If I had a nickel for every time…
Alex is 24 years old; he was born in New Jersey, but was raised and lived the majority of his childhood in Philadelphia, Pennsylvania. He arrived in California for the first time when he was moving into his dorm room at USC in Los Angeles, California. Currently, Alex is an alumni from USC with a bachelor’s degree in philosophy.
Alex told me this idiom when he and I were talking about a friend of his who promised to pay him back. At that moment he said, “If I had a nickel for every time someone told me that…” He says that what this means to him is that he hears comments like this – promises to pay him back – often and that if he had a nickel for every time he heard it, he would be rich. He told me that he doesn’t remember who he heard this from or in what context, but he remembers what he felt about it. He found it amusing and began saying the phrase himself.
Essentially the phrase is an abbreviation for : “If I had a nickel for every time that happened, I’d be rich.” This hyperbole is an exaggeration that essentially is an indirect way for one to complain about the frequency of certain comments.

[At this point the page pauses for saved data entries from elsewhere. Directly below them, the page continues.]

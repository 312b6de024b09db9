//! 测试工具模块
//!
//! 提供测试数据构造和日志捕获，用于断言消费者输出了哪些日志记录。

use std::fmt::Write as _;
use std::sync::{Arc, Mutex};

use tracing::field::{Field, Visit};
use tracing::{Event, Level, Subscriber};
use tracing_subscriber::layer::{Context, Layer, SubscriberExt};
use tracing_subscriber::registry::Registry;

use crate::events::{Order, OrderEvent};
use crate::kafka::ConsumerMessage;

// ==================== 测试数据 ====================

/// 构造测试用订单事件
pub fn order_event(order_id: &str, name: &str, qty: i32) -> OrderEvent {
    OrderEvent::new(
        "order status is in pending state",
        "PENDING",
        Order::new(order_id, name, qty, 25.0),
    )
}

/// 将订单事件序列化为 Kafka 消息
pub fn order_message(topic: &str, event: &OrderEvent) -> ConsumerMessage {
    let payload = serde_json::to_vec(event).expect("序列化测试事件失败");
    let mut msg = ConsumerMessage::new(topic, payload);
    msg.key = Some(event.order.order_id.clone());
    msg
}

// ==================== 日志捕获 ====================

/// 被捕获的一条日志记录
#[derive(Debug, Clone)]
pub struct CapturedRecord {
    pub level: Level,
    pub target: String,
    /// `message` 字段的文本
    pub message: String,
    /// 其余字段，按 `name=value` 形式依次拼接
    pub fields: String,
}

impl CapturedRecord {
    /// 消息或任一字段中是否包含指定文本
    pub fn contains(&self, needle: &str) -> bool {
        self.message.contains(needle) || self.fields.contains(needle)
    }
}

/// 收集日志事件的 tracing layer
///
/// 与 `tracing::subscriber::with_default` 配合使用，只影响当前线程，
/// 并行运行的测试之间互不干扰。
#[derive(Clone, Default)]
pub struct LogCapture {
    records: Arc<Mutex<Vec<CapturedRecord>>>,
}

impl LogCapture {
    pub fn new() -> Self {
        Self::default()
    }

    /// 构造挂载了本 layer 的 subscriber
    pub fn subscriber(&self) -> impl Subscriber + Send + Sync + 'static {
        Registry::default().with(self.clone())
    }

    /// 当前已捕获的记录快照
    pub fn records(&self) -> Vec<CapturedRecord> {
        self.records.lock().map(|r| r.clone()).unwrap_or_default()
    }

    /// 指定级别的记录
    pub fn records_at(&self, level: Level) -> Vec<CapturedRecord> {
        self.records()
            .into_iter()
            .filter(|r| r.level == level)
            .collect()
    }
}

impl<S: Subscriber> Layer<S> for LogCapture {
    fn on_event(&self, event: &Event<'_>, _ctx: Context<'_, S>) {
        let mut visitor = RecordVisitor::default();
        event.record(&mut visitor);

        let record = CapturedRecord {
            level: *event.metadata().level(),
            target: event.metadata().target().to_string(),
            message: visitor.message,
            fields: visitor.fields,
        };

        if let Ok(mut records) = self.records.lock() {
            records.push(record);
        }
    }
}

#[derive(Default)]
struct RecordVisitor {
    message: String,
    fields: String,
}

impl Visit for RecordVisitor {
    fn record_str(&mut self, field: &Field, value: &str) {
        if field.name() == "message" {
            self.message.push_str(value);
        } else {
            let _ = write!(self.fields, "{}={} ", field.name(), value);
        }
    }

    fn record_debug(&mut self, field: &Field, value: &dyn std::fmt::Debug) {
        if field.name() == "message" {
            let _ = write!(self.message, "{value:?}");
        } else {
            let _ = write!(self.fields, "{}={:?} ", field.name(), value);
        }
    }
}

#[cfg(test)]
mod tests {
    use super::*;

    #[test]
    fn test_log_capture_collects_message_and_fields() {
        let capture = LogCapture::new();

        tracing::subscriber::with_default(capture.subscriber(), || {
            tracing::info!(order_id = "42", "order received");
            tracing::warn!("second");
        });

        let records = capture.records();
        assert_eq!(records.len(), 2);
        assert_eq!(records[0].message, "order received");
        assert!(records[0].contains("order_id=42"));
        assert_eq!(capture.records_at(Level::WARN).len(), 1);
    }

    #[test]
    fn test_order_message_uses_order_id_as_key() {
        let event = order_event("9", "cable", 4);
        let msg = order_message("order_topics", &event);

        assert_eq!(msg.key.as_deref(), Some("9"));
        let decoded: OrderEvent = msg.deserialize_payload().unwrap();
        assert_eq!(decoded, event);
    }
}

I had heard of this idiom before; however, when I heard it, I heard “penny” instead of “nickel.” This monetary value can be substituted, and it has been with other forms of money such as “dollar” or “quarter.” I do not remember who I heard this from or in what context, but I think I was still in middle school. Just as Alex stated a part of the phrase without completing it, I have often heard this idiom as a fragment. This is because people generally understand the idiom and immediately understand what the speaker means by the fragment alone.